---------- RECORDS SHOWN ----------

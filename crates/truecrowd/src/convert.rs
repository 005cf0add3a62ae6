//! File-level conversions between XML and chunk files.
//!
//! Output files are written next to their input: `crowd.xml` scribes to
//! `crowd.bin` plus the dictionary `crowd_qsymbols.txt`, and `crowd.bin`
//! converts to `crowd.xml`. Nothing is written when a build fails.

use std::path::{Path, PathBuf};

use truecrowd_common::SymbolTable;
use truecrowd_db::{build, BuildReport, CrowdDatabase, ExportOptions, Summary};
use truecrowd_xml::XmlDocument;

use crate::{Error, Result};

/// Suffix appended to the file stem of a symbol dictionary.
pub const SYMBOLS_SUFFIX: &str = "_qsymbols.txt";

/// Files written by [`scribe_file`].
#[derive(Debug, Clone)]
pub struct Scribed {
    pub binary: PathBuf,
    pub symbols: PathBuf,
    pub report: BuildReport,
    pub summary: Summary,
}

/// File written by [`convert_file`].
#[derive(Debug, Clone)]
pub struct Converted {
    pub xml: PathBuf,
    /// Ids that had no spelling in the dictionary.
    pub unresolved: Vec<u32>,
}

/// Dictionary path that belongs to `path`.
pub fn symbols_path(path: &Path) -> Result<PathBuf> {
    let stem = path
        .file_stem()
        .ok_or_else(|| Error::InvalidPath(path.to_path_buf()))?;
    let mut name = stem.to_os_string();
    name.push(SYMBOLS_SUFFIX);
    Ok(path.with_file_name(name))
}

/// Build `input` (XML) and write the chunk file and its symbol dictionary.
pub fn scribe_file<P: AsRef<Path>>(input: P) -> Result<Scribed> {
    let input = input.as_ref();
    let document = XmlDocument::open(input)?;
    let built = build(&document)?;

    let binary = input.with_extension("bin");
    let symbols = symbols_path(input)?;
    let chunk = built.database.to_chunk_file()?;
    built.symbols.save(&symbols)?;
    if let Err(err) = std::fs::write(&binary, &chunk) {
        // Leave no dictionary without its database.
        let _ = std::fs::remove_file(&symbols);
        return Err(err.into());
    }

    tracing::info!(
        input = %input.display(),
        output = %binary.display(),
        symbols = built.symbols.len(),
        "scribed crowd database"
    );

    Ok(Scribed {
        binary,
        symbols,
        summary: built.database.summary(),
        report: built.report,
    })
}

/// Read `input` (chunk file) and write it as XML.
pub fn convert_file<P: AsRef<Path>>(
    input: P,
    symbols: &SymbolTable,
    options: &ExportOptions,
) -> Result<Converted> {
    let input = input.as_ref();
    let database = CrowdDatabase::open(input)?;
    let export = database.to_xml(symbols);

    let xml = input.with_extension("xml");
    export.save(&xml, options)?;

    tracing::info!(
        input = %input.display(),
        output = %xml.display(),
        unresolved = export.unresolved.len(),
        "converted crowd database"
    );

    Ok(Converted {
        xml,
        unresolved: export.unresolved,
    })
}

#[cfg(test)]
mod tests {
    use super::*;

    const CROWD: &str = r#"<TrueCrowdDataBase>
    <Definition>
        <Entity name="Ped"><EntityComponent name="Body" required="1"/></Entity>
        <Tags><Tag>Civilian</Tag></Tags>
    </Definition>
    <ComponentEntries>
        <Component name="Body">
            <Resource name="Ped_A" type="0"><Tag>Civilian</Tag></Resource>
        </Component>
    </ComponentEntries>
</TrueCrowdDataBase>
"#;

    #[test]
    fn test_symbols_path() {
        let path = symbols_path(Path::new("data/crowd.xml")).unwrap();
        assert_eq!(path, Path::new("data/crowd_qsymbols.txt"));
    }

    #[test]
    fn test_scribe_then_convert() {
        let dir = tempfile::tempdir().unwrap();
        let input = dir.path().join("crowd.xml");
        std::fs::write(&input, CROWD).unwrap();

        let scribed = scribe_file(&input).unwrap();
        assert!(scribed.binary.exists());
        assert_eq!(scribed.summary.resource_entries, 1);
        assert!(scribed.report.warnings.is_empty());

        let mut symbols = SymbolTable::new();
        symbols.load(&scribed.symbols).unwrap();
        std::fs::remove_file(&input).unwrap();

        let converted = convert_file(&scribed.binary, &symbols, &ExportOptions::default()).unwrap();
        assert!(converted.unresolved.is_empty());
        assert_eq!(converted.xml, input);

        let text = std::fs::read_to_string(&input).unwrap();
        assert!(text.contains(r#"<Resource name="Ped_A" type="0">"#));
        assert!(text.contains("<Tag>Civilian</Tag>"));
    }

    #[test]
    fn test_failed_write_removes_dictionary() {
        let dir = tempfile::tempdir().unwrap();
        let input = dir.path().join("crowd.xml");
        std::fs::write(&input, CROWD).unwrap();
        // A directory in place of the output file makes the chunk write fail.
        std::fs::create_dir(dir.path().join("crowd.bin")).unwrap();

        assert!(matches!(scribe_file(&input), Err(Error::Io(_))));
        assert!(!dir.path().join("crowd_qsymbols.txt").exists());
    }

    #[test]
    fn test_failed_build_writes_nothing() {
        let dir = tempfile::tempdir().unwrap();
        let input = dir.path().join("broken.xml");
        std::fs::write(&input, "<TrueCrowdDataBase><Definition/></TrueCrowdDataBase>").unwrap();

        assert!(scribe_file(&input).is_err());
        assert!(!dir.path().join("broken.bin").exists());
        assert!(!dir.path().join("broken_qsymbols.txt").exists());
    }
}
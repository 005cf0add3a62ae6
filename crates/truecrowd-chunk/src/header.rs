//! On-disk headers of a chunk file.

use zerocopy::{FromBytes, Immutable, IntoBytes, KnownLayout};

/// Size of the inline chunk debug name.
pub const CHUNK_NAME_LEN: usize = 32;

/// Payloads start and end on this alignment.
pub const PAYLOAD_ALIGN: usize = 16;

/// File header at offset 0.
#[derive(Debug, Clone, Copy, FromBytes, IntoBytes, Immutable, KnownLayout)]
#[repr(C)]
pub struct FileHeader {
    /// Always [`FileHeader::MAGIC`].
    pub magic: [u8; 4],
    /// Target platform tag, e.g. `PC64`.
    pub platform: [u8; 4],
    /// Container format version.
    pub format_version: u32,
    /// Number of chunks that follow.
    pub chunk_count: u32,
}

impl FileHeader {
    /// Magic bytes at the start of every chunk file.
    pub const MAGIC: &'static [u8; 4] = b"QCHK";

    /// Current container format version.
    pub const FORMAT_VERSION: u32 = 1;
}

/// Header preceding each chunk payload.
#[derive(Debug, Clone, Copy, FromBytes, IntoBytes, Immutable, KnownLayout)]
#[repr(C)]
pub struct ChunkHeader {
    /// Type tag of the payload.
    pub uid: u32,
    /// Payload version counter.
    pub version: u32,
    /// NUL-padded debug name.
    pub name: [u8; CHUNK_NAME_LEN],
    /// Payload size in bytes (without padding).
    pub data_size: u32,
    /// CRC32C of the payload.
    pub checksum: u32,
    /// Offset of the payload from the start of this header.
    pub data_offset: u32,
    /// Reserved, zero.
    pub _reserved: [u32; 3],
}

impl ChunkHeader {
    /// Debug name as a string, up to the first NUL.
    pub fn name(&self) -> &str {
        let end = self.name.iter().position(|&b| b == 0).unwrap_or(CHUNK_NAME_LEN);
        std::str::from_utf8(&self.name[..end]).unwrap_or("")
    }
}
//! XML documents and writing them as text.

use std::io::Write;
use std::path::Path;

use quick_xml::events::{BytesDecl, BytesEnd, BytesStart, BytesText, Event};
use quick_xml::Writer;

use crate::{Error, Result, XmlNode};

/// A parsed or generated XML document.
#[derive(Debug, Clone, PartialEq, Eq)]
pub struct XmlDocument {
    /// The root element.
    pub root: XmlNode,
    /// Comments written after the root element.
    pub trailing_comments: Vec<String>,
}

impl XmlDocument {
    /// Create a document with the given root and no comments.
    pub fn new(root: XmlNode) -> Self {
        Self {
            root,
            trailing_comments: Vec::new(),
        }
    }

    /// Parse XML text.
    pub fn parse(xml: &str) -> Result<Self> {
        crate::reader::parse_document(xml)
    }

    /// Parse XML bytes.
    pub fn parse_bytes(xml: &[u8]) -> Result<Self> {
        let xml = std::str::from_utf8(xml).map_err(Error::Utf8)?;
        Self::parse(xml)
    }

    /// Read and parse an XML file.
    pub fn open<P: AsRef<Path>>(path: P) -> Result<Self> {
        let data = std::fs::read(path)?;
        Self::parse_bytes(&data)
    }

    /// Convert to an XML string.
    pub fn to_xml_string(&self) -> Result<String> {
        let mut output = Vec::new();
        self.write_xml(&mut output, 4)?;
        String::from_utf8(output).map_err(|e| Error::Xml(e.to_string()))
    }

    /// Write the document to a file.
    pub fn save<P: AsRef<Path>>(&self, path: P, indent: usize) -> Result<()> {
        let mut file = std::io::BufWriter::new(std::fs::File::create(path)?);
        self.write_xml(&mut file, indent)?;
        file.flush()?;
        Ok(())
    }

    /// Write XML to a writer, indenting nested elements by `indent` spaces.
    pub fn write_xml<W: Write>(&self, writer: W, indent: usize) -> Result<()> {
        let mut xml_writer = Writer::new_with_indent(writer, b' ', indent);

        xml_writer
            .write_event(Event::Decl(BytesDecl::new("1.0", Some("utf-8"), None)))
            .map_err(|e| Error::Xml(e.to_string()))?;

        write_element(&mut xml_writer, &self.root)?;

        for comment in &self.trailing_comments {
            xml_writer
                .write_event(Event::Comment(BytesText::from_escaped(comment.as_str())))
                .map_err(|e| Error::Xml(e.to_string()))?;
        }

        xml_writer
            .get_mut()
            .write_all(b"\n")
            .map_err(Error::Io)?;

        Ok(())
    }
}

fn write_element<W: Write>(writer: &mut Writer<W>, node: &XmlNode) -> Result<()> {
    let mut elem = BytesStart::new(node.tag.as_str());
    for (key, value) in &node.attributes {
        elem.push_attribute((key.as_str(), value.as_str()));
    }

    if node.children.is_empty() && node.text.is_empty() {
        writer
            .write_event(Event::Empty(elem))
            .map_err(|e| Error::Xml(e.to_string()))?;
        return Ok(());
    }

    writer
        .write_event(Event::Start(elem))
        .map_err(|e| Error::Xml(e.to_string()))?;

    if !node.text.is_empty() {
        writer
            .write_event(Event::Text(BytesText::new(&node.text)))
            .map_err(|e| Error::Xml(e.to_string()))?;
    }

    for child in &node.children {
        write_element(writer, child)?;
    }

    writer
        .write_event(Event::End(BytesEnd::new(node.tag.as_str())))
        .map_err(|e| Error::Xml(e.to_string()))?;

    Ok(())
}

#[cfg(test)]
mod tests {
    use super::*;

    #[test]
    fn test_write_shapes() {
        let doc = XmlDocument::new(
            XmlNode::new("Tags")
                .child(XmlNode::new("Tag").text("Civilian"))
                .child(XmlNode::new("Empty").attr("name", "a<b")),
        );
        let xml = doc.to_xml_string().unwrap();

        assert!(xml.starts_with("<?xml version=\"1.0\" encoding=\"utf-8\"?>"));
        assert!(xml.contains("<Tag>Civilian</Tag>"));
        assert!(xml.contains("<Empty name=\"a&lt;b\"/>"));
    }

    #[test]
    fn test_round_trip_with_comments() {
        let mut doc = XmlDocument::new(
            XmlNode::new("Root")
                .attr("version", "2")
                .child(XmlNode::new("Setting").attr("key", "option1"))
                .child(XmlNode::new("Value").text("x & y")),
        );
        doc.trailing_comments = vec![" List ".into(), " 0xBEEF ".into()];

        let xml = doc.to_xml_string().unwrap();
        let reparsed = XmlDocument::parse(&xml).unwrap();
        assert_eq!(reparsed, doc);
    }
}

----------

** THE TASK **
Extract the lines of the preceding material that run from the line with "use truecrowd_xml::XmlDocument;" through the line with "pub struct Converted", inclusive, reproducing them exactly and adding nothing.

** THE COMPLETED TASK **
use truecrowd_xml::XmlDocument;

use crate::{Error, Result};

/// Suffix appended to the file stem of a symbol dictionary.
pub const SYMBOLS_SUFFIX: &str = "_qsymbols.txt";

/// Files written by [`scribe_file`].
#[derive(Debug, Clone)]
pub struct Scribed {
    pub binary: PathBuf,
    pub symbols: PathBuf,
    pub report: BuildReport,
    pub summary: Summary,
}

/// File written by [`convert_file`].
#[derive(Debug, Clone)]
pub struct Converted {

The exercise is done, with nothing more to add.